AF and CHF prevalence increases progressively with increasing age. AF frequency ranges from 3 to 5% in patients <70 years and increases towards 10% in patients >80 years.2 CHF frequency steadily increased in a population-based survey to the age of 90. Similar underlying structural heart diseases, such as coronary heart disease and arterial hypertension, are frequently observed in AF as well as in CHF patients. Among 1470 participants in the Framingham Heart Study, the incidence of AF in CHF patients was examined over 47 years.3 Of the 708 participants, who developed CHF without prior AF, 159 (22%) subsequently developed AF over 4.2 years' follow-up with an annual incidence of 5.4%. Similar findings were noted in patients developing AF first, for whom the annual incidence of CHF was 3.3%.
Impact of atrial fibrillation or heart failure on morbidity and mortality
Possible mechanisms for the impairment of myocardial function in the presence of AF are the rapid ventricular rate, the irregularity of the RR intervals, the loss of atrial systole required for optimal ventricular filling, and the activation of neuroendocrine vasoconstrictors such as angiotensin II and noradrenaline.

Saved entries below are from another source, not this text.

//! Item identifiers: the closed set of addressable item kinds.
//!
//! An item is either a node or a property attached to a node. The original
//! polymorphic hierarchy is modeled as a tagged variant so callers can
//! discriminate the two kinds without a type test.

use crate::{IdError, NodeId};

/// Identifies a property by its parent node and property name.
///
/// The literal form is `{node-id}/{name}`, e.g.
/// `f81d4fae-7dec-11d0-a765-00a0c91e6bf6/title`.
#[derive(Debug, Clone, PartialEq, Eq, Hash)]
pub struct PropertyId {
    parent: NodeId,
    name: String,
}

impl PropertyId {
    /// Creates a property identifier for a named property of the given node.
    ///
    /// The name must be non-empty.
    pub fn new(parent: NodeId, name: impl Into<String>) -> Result<Self, IdError> {
        let name = name.into();
        if name.is_empty() {
            return Err(IdError::EmptyName);
        }
        Ok(Self { parent, name })
    }

    /// Parses a property identifier from its `{node-id}/{name}` literal.
    pub fn parse(s: &str) -> Result<Self, IdError> {
        if s.is_empty() {
            return Err(IdError::Empty);
        }

        let Some((parent, name)) = s.split_once('/') else {
            return Err(IdError::MissingSeparator);
        };

        let parent = NodeId::parse(parent)?;
        Self::new(parent, name)
    }

    /// Returns the identifier of the node carrying the property.
    #[must_use]
    pub const fn parent_id(&self) -> NodeId {
        self.parent
    }

    /// Returns the property name.
    #[must_use]
    pub fn name(&self) -> &str {
        &self.name
    }
}

impl std::fmt::Display for PropertyId {
    fn fmt(&self, f: &mut std::fmt::Formatter<'_>) -> std::fmt::Result {
        write!(f, "{}/{}", self.parent, self.name)
    }
}

impl std::str::FromStr for PropertyId {
    type Err = IdError;

    fn from_str(s: &str) -> Result<Self, Self::Err> {
        Self::parse(s)
    }
}

/// Identifies an addressable item: a node or a property.
#[derive(Debug, Clone, PartialEq, Eq, Hash)]
pub enum ItemId {
    /// A node identifier.
    Node(NodeId),
    /// A property identifier.
    Property(PropertyId),
}

impl ItemId {
    /// Returns `true` if this identifier denotes a node rather than a
    /// property.
    #[must_use]
    pub const fn denotes_node(&self) -> bool {
        matches!(self, ItemId::Node(_))
    }

    /// Parses an item identifier from its literal form.
    ///
    /// A literal containing `/` is a property identifier; anything else is
    /// parsed as a node identifier.
    pub fn parse(s: &str) -> Result<Self, IdError> {
        if s.contains('/') {
            PropertyId::parse(s).map(ItemId::Property)
        } else {
            NodeId::parse(s).map(ItemId::Node)
        }
    }
}

impl std::fmt::Display for ItemId {
    fn fmt(&self, f: &mut std::fmt::Formatter<'_>) -> std::fmt::Result {
        match self {
            ItemId::Node(id) => write!(f, "{}", id),
            ItemId::Property(id) => write!(f, "{}", id),
        }
    }
}

impl std::str::FromStr for ItemId {
    type Err = IdError;

    fn from_str(s: &str) -> Result<Self, Self::Err> {
        Self::parse(s)
    }
}

impl From<NodeId> for ItemId {
    fn from(id: NodeId) -> Self {
        ItemId::Node(id)
    }
}

impl From<PropertyId> for ItemId {
    fn from(id: PropertyId) -> Self {
        ItemId::Property(id)
    }
}

impl serde::Serialize for ItemId {
    fn serialize<S>(&self, serializer: S) -> Result<S::Ok, S::Error>
    where
        S: serde::Serializer,
    {
        serializer.serialize_str(&self.to_string())
    }
}

impl<'de> serde::Deserialize<'de> for ItemId {
    fn deserialize<D>(deserializer: D) -> Result<Self, D::Error>
    where
        D: serde::Deserializer<'de>,
    {
        let s = String::deserialize(deserializer)?;
        Self::parse(&s).map_err(serde::de::Error::custom)
    }
}

impl serde::Serialize for PropertyId {
    fn serialize<S>(&self, serializer: S) -> Result<S::Ok, S::Error>
    where
        S: serde::Serializer,
    {
        serializer.serialize_str(&self.to_string())
    }
}

impl<'de> serde::Deserialize<'de> for PropertyId {
    fn deserialize<D>(deserializer: D) -> Result<Self, D::Error>
    where
        D: serde::Deserializer<'de>,
    {
        let s = String::deserialize(deserializer)?;
        Self::parse(&s).map_err(serde::de::Error::custom)
    }
}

The presence of AF decreases exercise capacity in CHF patients, and new onset AF can deteriorate the functional New York Heart Association (NYHA) class of patients with pre-existing CHF. In an observational study of 344 CHF patients, who were initially in sinus rhythm, 28 developed AF over 19 months. Eighteen of these developed permanent AF.4 Permanent AF was associated with significant worsening of the NYHA class from 2.4 to 2.9 and also with a reduction in cardiac index from 2.2 to 1.8. In addition, AF is a frequent reason for hospitalization in CHF patients. During 3 years' follow-up in 9718 patients after first-time hospital admission due to heart failure at least one re-admission occurred in 63% of the patients, 7% being due to AF.5
The term tachycardiomyopathy describes the haemodynamic deterioration in AF patients with rapid ventricular rates. When effective rate control is established, left ventricular function improves in some patients. In a multicentre registry, which evaluated the outcome after atrioventricular (AV) junctional ablation and subsequent pacemaker implantation due to refractory AF, 16 of 63 (25%) patients with left ventricular dysfunction increased their LV ejection fraction to >45%.6
There are conflicting findings whether the presence of AF is an independent predictor for increased mortality in CHF patients. In older post hoc analyses of CHF studies, e.g. the DIG study, which assessed the benefits of digitalis in CHF patients, patients with atrial tachycardias had a significantly higher mortality compared with those in sinus rhythm.7 One limitation of these studies is that they enrolled patients before the widespread use of presently prescribed medication for CHF patients, such as beta-blockers. Optimal medical CHF therapy improves outcome and may influence the relationship between AF and survival, but patients in sinus rhythm still have a better outcome.8
Atrial fibrillation in heart failure patients
Shinagawa et al.9,10 in two studies of dogs showed that the electrophysiological effects, notably reduction in effective refractory period, on atrial tachyarrhythmias are different in hearts with a CHF-induced pathophysiological substrate for AF compared with normal hearts. They concluded that their findings were helpful in understanding how AF occurring in diseased hearts causes AF. In their second study, they showed that reversal of CHF was followed by a tendency to normalization of atrial electrophysiology and decreased duration of AF. However, fibrosis and conduction abnormalities in the atria were not reversible, leaving a substrate that is able to support prolonged arrhythmia. Thus, they concluded that early intervention to prevent fixed structural abnormalities is likely to be important in patients with conditions, such as CHF, that predispose to AF.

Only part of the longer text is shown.